Derek Thompson writing in The Atlantic

Don’t do the job that you want to tell other people you do

Work is not a series of words on a LinkedIn profile. It’s a series of moments in the world. And if you don’t enjoy those moments, no sequence of honorifics will dispel your misery. 

Some people take jobs with long commutes not fully considering what it will do to their health. Or they take jobs that require lots of travel not fully intuiting what it will mean for their family life. Or they’ll take horribly difficult jobs for money they don’t need, or take high-status jobs for a dopamine rush with a half-life of about three days. If you want to be smarter about your beingness in time, either you can read a lot of impenetrable philosophy or you can listen to Jim. Don’t take the job you want to talk about at parties for a couple of minutes a month. Take the job you want to do for hundreds of hours a year.

Derek Thompson writing in The Atlantic

Formatting your Resume

Formats for Resumes:

1. Chronological
Possible Headings: Experience, Education, Activities and Skills (computer, language),

2. Functional or Skills
Possible Headings: Experience, Education, Skills (computer, language),

Professionnal experience

  • A resume should begin with the job candidate’s experience in the field in which they are applying, especially jobs, internships or work for student media or the college rather than the candidate’s education.

  • All experience that reflects the career goals, whether paid or unpaid.

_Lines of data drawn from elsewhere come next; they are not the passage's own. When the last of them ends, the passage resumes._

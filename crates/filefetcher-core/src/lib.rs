//! Configuration, path templating, and backfill policy.
//!
//! This crate holds the data types and pure decision logic of the fetcher:
//! - [`config`] - The typed configuration document and its validation
//! - [`template`] - Day-format and field substitution for URLs and paths
//! - [`policy`] - The per-(datalogger, day) finished predicate
//!
//! Everything here is free of network and filesystem side effects apart from
//! reading the configuration file and environment variables.

pub mod config;
pub mod error;
pub mod policy;
pub mod template;

pub use config::{Config, Datalogger, Environment, OsEnvironment, Queue, RunLimits};
pub use error::ConfigError;
pub use policy::{FetchOutcome, finished};
pub use template::{TemplateError, resolve_out_path, resolve_url};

  • Internships and assigned responsibilities.

  • Paid volunteer positions that reflect interests and skills, especially when it included a title.

Education

  • GPA if 3.5 or above

  • Coursework and papers can be highlighted as a special subsection under “Education.” For instance, one candidate was helped getting a position at CNN by taking Media Ethics and Media Law. For formal academic papers related to the field, include a one-sentence description of the length, focus, and scope of the paper or project. For instance, “Analyzed and compared journalistic styles in the Washington Post, Washingtonian magazine and Washington Business Journal.”

  • Awards and scholarships including the Dean’s List, etc.

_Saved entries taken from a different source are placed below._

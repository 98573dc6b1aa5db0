//! PID lock files consumed by the external reaper.
//!
//! A running fetcher advertises itself as `<pid>.lock` in the temp
//! directory. The reaper reads these to find workers that have outlived the
//! hard age limit; nothing else consumes them.

use std::ffi::OsStr;
use std::fs;
use std::io::ErrorKind;
use std::path::{Path, PathBuf};

use tracing::warn;

pub const LOCK_EXTENSION: &str = "lock";

/// A `<pid>.lock` file for the current process, removed on drop.
pub struct PidLock {
    path: PathBuf,
}

impl PidLock {
    pub fn acquire(dir: &Path) -> std::io::Result<Self> {
        let pid = std::process::id();
        let path = dir.join(format!("{pid}.{LOCK_EXTENSION}"));
        fs::write(&path, pid.to_string())?;
        Ok(Self { path })
    }

    pub fn path(&self) -> &Path {
        &self.path
    }
}

impl Drop for PidLock {
    fn drop(&mut self) {
        match fs::remove_file(&self.path) {
            Ok(()) => {}
            Err(e) if e.kind() == ErrorKind::NotFound => {}
            Err(e) => warn!(path = %self.path.display(), error = %e, "cannot remove lock file"),
        }
    }
}

/// Enumerate `(pid, path)` for every parsable lock file in `dir`.
pub fn scan_locks(dir: &Path) -> std::io::Result<Vec<(u32, PathBuf)>> {
    let mut locks = Vec::new();
    for entry in fs::read_dir(dir)? {
        let path = entry?.path();
        if path.extension().and_then(OsStr::to_str) != Some(LOCK_EXTENSION) {
            continue;
        }
        let pid = fs::read_to_string(&path)
            .ok()
            .and_then(|text| text.trim().parse::<u32>().ok());
        match pid {
            Some(pid) => locks.push((pid, path)),
            None => warn!(path = %path.display(), "ignoring unparsable lock file"),
        }
    }
    Ok(locks)
}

  • If your education was self-financed or you paid a large percentage of your college expenses.

  • Conferences or special meetings you've attended having to do with the area of the job for which you are applying.

  • If you worked while attending college.

International Experience

International experience, including semesters abroad and other significant travel. Living in another country or having spent time overseas, shows a broad range of life history, the ability to adapt and experience with diverse groups.

Skills

A list of computer programs you are proficient using that are not assumed. For instance, an ability to use Microsoft Word or Google Docs would be assumed but not experience with Adobe Premiere Pro.

Activities (or interests)

If you have any odd skills or abilities, you might consider adding them under "interests" or a similar title. For instance, winning a chess tournament. While it might not directly relate to the job, including it suggests the candidate is smart, has diverse interests and self-displiined.

References

The cliché "references available upon request" is not worth including. If they want references, they will ask. Just be ready to present them. Including a list of references will take up vital real estate on resume, especially when it's just one page. Besides, when you are asked for references, it's an alert that you are truly being considered in the final batch for hire. Otherwise, you might not know that you are under serious consideration or a finalist.

If you decide to include references, make a courtesy call and ask each person for permission to use them as a reference. Tell them who might be calling and which of your skills you’d like them to emphasize. Include their relationship to you, such as “former supervisor.” It’s good to have a letter of recommendation on file in case you are asked by prospective employers to provide them on short notice.